William Romoser, of Ohio University, thinks he has seen enough evidence of life on Mars to go forward with his findings after researching photographs of Mars rovers over the past few years.
According to Dr. Romoser, who specializes in arbovirology and entomology, he has found many examples of insect like beings in various photos of the red planet. So much so, that he presented his findings to the Entomological Society of America in St Louis this week.
Romoser found several types of insect like beings including many that look like large arthropods, many that look like bees and live in hive and some that look like reptiles. According to Romoser, he has clear evidence of body symmetry, segmentation of body parts and various postures of the same beings in different positions.
Once a clear image of a given form was identified and described, it was useful in facilitating recognition of other less clear, but none-the-less valid, images of the same basic form. An exoskeleton and jointed appendages are sufficient to establish identification as an arthropod. Three body regions, a single pair of antennae, and six legs are traditionally sufficient to establish identification as ‘insect’ on Earth. These characteristics should likewise be valid to identify an organism on Mars as insect-like. On these bases, arthropodan, insect-like forms can be seen in the Mars rover photos.Dr, Romoser – Ohio State University
Dr. Romoser is not just a crackpot fringe scientist either. He co-founded the Tropical Disease Institute and spent 20 years at the US Army Medical Research Institute for Infectious Diseases and literally wrote the textbook of “The Science of Entomology”. The findings are presented in a peer review manner and are subject to open debate.

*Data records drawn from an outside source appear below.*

//! Eye blinking via vertical eye-bone scale.
//!
//! A blink waits a random interval, then runs a triangular close/open ramp
//! over a fixed phase range and restores the eye's original scale.

use rand::Rng;
use serde::Serialize;

use crate::avatar::{NodeId, RigBones, SceneGraph};
use crate::config::BlinkConfig;

/// Eye bones with the Y scale they had at load time
#[derive(Debug, Clone, Copy, PartialEq)]
pub struct EyeRig {
    pub left: NodeId,
    pub right: NodeId,
    pub left_scale_y: f32,
    pub right_scale_y: f32,
}

impl EyeRig {
    /// Capture both eyes' rest scale. `None` unless both eyes resolved.
    pub fn capture<S: SceneGraph + ?Sized>(scene: &S, rig: &RigBones) -> Option<Self> {
        let (left, right) = rig.eyes()?;
        let rest_y = |node| {
            scene
                .bone(node)
                .map(|b| b.scale.y)
                .filter(|y| *y != 0.0)
                .unwrap_or(1.0)
        };

        Some(Self {
            left,
            right,
            left_scale_y: rest_y(left),
            right_scale_y: rest_y(right),
        })
    }

    /// Set both eyes to `factor` times their rest scale
    pub fn apply<S: SceneGraph + ?Sized>(&self, scene: &mut S, factor: f32) {
        if let Some(bone) = scene.bone_mut(self.left) {
            bone.scale.y = factor * self.left_scale_y;
        }
        if let Some(bone) = scene.bone_mut(self.right) {
            bone.scale.y = factor * self.right_scale_y;
        }
    }
}

/// Blink timer and phase
#[derive(Debug, Clone, Serialize)]
pub struct BlinkState {
    /// 0 when idle, otherwise progress through the current blink
    phase: f32,
    /// Seconds since the last blink started
    timer: f32,
    /// Seconds to wait before the next blink
    threshold: f32,
}

impl BlinkState {
    pub fn new<R: Rng + ?Sized>(config: &BlinkConfig, rng: &mut R) -> Self {
        Self {
            phase: 0.0,
            timer: 0.0,
            threshold: next_interval(config, rng),
        }
    }

    pub fn is_blinking(&self) -> bool {
        self.phase > 0.0
    }

    pub fn phase(&self) -> f32 {
        self.phase
    }

    /// Advance by `dt` seconds.
    ///
    /// Returns the eye scale factor to write this frame, or `None` when no
    /// blink is in progress. The final frame of a blink returns `Some(1.0)`.
    pub fn step<R: Rng + ?Sized>(
        &mut self,
        dt: f32,
        config: &BlinkConfig,
        rng: &mut R,
    ) -> Option<f32> {
        let dt = dt.max(0.0);
        self.timer += dt;

        if self.timer > self.threshold {
            self.phase = config.start_phase;
            self.timer = 0.0;
            self.threshold = next_interval(config, rng);
        }

        if self.phase <= 0.0 {
            return None;
        }

        self.phase += dt * config.speed;

        if self.phase > 1.0 {
            self.phase = 0.0;
            return Some(1.0);
        }

        Some(scale_factor(closure(self.phase), config.closed_scale))
    }
}

/// Triangular closure ramp: 0 → 1 over phase [0, 0.5], back to 0 at 1.
pub fn closure(phase: f32) -> f32 {
    let ramp = if phase < 0.5 {
        phase * 2.0
    } else {
        (1.0 - phase) * 2.0
    };
    ramp.clamp(0.0, 1.0)
}

/// Map closure to an eye scale factor in `[closed_scale, 1]`.
pub fn scale_factor(closure: f32, closed_scale: f32) -> f32 {
    let closed_scale = closed_scale.clamp(0.0, 1.0);
    1.0 - closure.clamp(0.0, 1.0) * (1.0 - closed_scale)
}

fn next_interval<R: Rng + ?Sized>(config: &BlinkConfig, rng: &mut R) -> f32 {
    if config.interval_max_secs > config.interval_min_secs {
        rng.gen_range(config.interval_min_secs..config.interval_max_secs)
    } else {
        config.interval_min_secs
    }
}

#[cfg(test)]
mod tests {
    use super::*;
    use crate::avatar::{BoneTransform, Scene};
    use glam::Vec3;
    use rand::rngs::StdRng;
    use rand::SeedableRng;

    #[test]
    fn test_closure_ramp() {
        assert_eq!(closure(0.0), 0.0);
        assert!((closure(0.25) - 0.5).abs() < 1e-6);
        assert_eq!(closure(0.5), 1.0);
        assert!((closure(0.75) - 0.5).abs() < 1e-6);
        assert_eq!(closure(1.0), 0.0);
        assert_eq!(closure(1.5), 0.0);
    }

    #[test]
    fn test_scale_floor() {
        assert_eq!(scale_factor(0.0, 0.2), 1.0);
        assert!((scale_factor(1.0, 0.2) - 0.2).abs() < 1e-6);
    }

    #[test]
    fn test_waits_at_least_min_interval() {
        let config = BlinkConfig::default();
        let mut rng = StdRng::seed_from_u64(7);
        let mut blink = BlinkState::new(&config, &mut rng);

        // 2.9s of frames: never blinks
        for _ in 0..174 {
            assert_eq!(blink.step(1.0 / 60.0, &config, &mut rng), None);
        }

        // By 5s one must have started
        let started = (0..130).any(|_| blink.step(1.0 / 60.0, &config, &mut rng).is_some());
        assert!(started);
    }

    #[test]
    fn test_cycle_restores_scale() {
        let config = BlinkConfig::default();
        let mut rng = StdRng::seed_from_u64(1);
        let mut blink = BlinkState::new(&config, &mut rng);

        let dt = 1.0 / 120.0;
        let mut first = None;
        for _ in 0..1000 {
            first = blink.step(dt, &config, &mut rng);
            if first.is_some() {
                break;
            }
        }
        let first = first.expect("blink never started");
        assert!(first < 1.0);

        let mut last = Some(first);
        let mut frames = 0;
        while blink.is_blinking() {
            last = blink.step(dt, &config, &mut rng);
            frames += 1;
            assert!(frames < 100, "blink never ended");
        }
        assert_eq!(last, Some(1.0));
        assert_eq!(blink.step(dt, &config, &mut rng), None);
    }

    #[test]
    fn test_long_frame_finishes_blink_at_once() {
        let config = BlinkConfig::default();
        let mut rng = StdRng::seed_from_u64(1);
        let mut blink = BlinkState::new(&config, &mut rng);

        assert_eq!(blink.step(5.0, &config, &mut rng), Some(1.0));
        assert!(!blink.is_blinking());
    }

    #[test]
    fn test_factor_bounds_for_any_dt() {
        let config = BlinkConfig::default();
        let mut rng = StdRng::seed_from_u64(42);
        let mut blink = BlinkState::new(&config, &mut rng);

        for _ in 0..20_000 {
            let dt: f32 = match rng.gen_range(0..4) {
                0 => 0.0,
                1 => rng.gen_range(0.0..0.05),
                2 => rng.gen_range(0.0..1.0),
                _ => rng.gen_range(0.0..8.0),
            };
            if let Some(factor) = blink.step(dt, &config, &mut rng) {
                assert!(
                    (0.2 - 1e-6..=1.0).contains(&factor),
                    "factor {factor} out of range for dt {dt}"
                );
            }
            assert!((0.0..=1.0).contains(&closure(blink.phase())));
        }
    }

    #[test]
    fn test_negative_dt_is_ignored() {
        let config = BlinkConfig::default();
        let mut rng = StdRng::seed_from_u64(3);
        let mut blink = BlinkState::new(&config, &mut rng);

        assert_eq!(blink.step(-10.0, &config, &mut rng), None);
        assert!(!blink.is_blinking());
    }

    #[test]
    fn test_eye_rig_scales_from_rest() {
        let mut scene = Scene::new();
        let left = scene.add_bone_with(
            "leftEye",
            BoneTransform {
                scale: Vec3::new(1.0, 0.5, 1.0),
                ..Default::default()
            },
        );
        let right = scene.add_bone("rightEye");

        let rig = RigBones::resolve(&scene);
        let eyes = EyeRig::capture(&scene, &rig).unwrap();
        eyes.apply(&mut scene, 0.2);

        assert!((scene.bone(left).unwrap().scale.y - 0.1).abs() < 1e-6);
        assert!((scene.bone(right).unwrap().scale.y - 0.2).abs() < 1e-6);
    }

    #[test]
    fn test_eye_rig_needs_both_eyes() {
        let mut scene = Scene::new();
        scene.add_bone("leftEye");
        let rig = RigBones::resolve(&scene);

        assert!(EyeRig::capture(&scene, &rig).is_none());
    }
}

As far as why Mars would be able to sustain life in what appears to be such a barren landscape, he has this to say:
The presence of higher metazoan organisms on Mars implies the presence of nutrient/energy sources and processes, food chains and webs, and water as elements functioning in a viable, if extreme, ecological setting sufficient to sustain life. I have observed instances suggestive of standing water or small water courses with evident meander and with the expected blurring of small submerged rocks, larger emergent rocks at the atmosphere/water interface, a moist bank area, and a drier area beyond the moist area. Water on Mars has been reported a number of times, including surface water detected by instrumentation on Viking, Pathfinder, Phoenix, and Curiosity.Dr, Romoser – Ohio State University
The evidence of life on Mars presented here provides a strong basis for many additional important biological as well as social and political questions. It also represents a solid justification for further study.
Skeptics will chalk this up to pareidolia, which has become the go to defense of the status quo for Mars findings for quite some time. However, the evidence coming out now with spikes of oxygen on the red planet, positive tests for organic life made by the Viking landers and the weird Martian lights that have been photographed and confirmed, it sounds less crazy every day.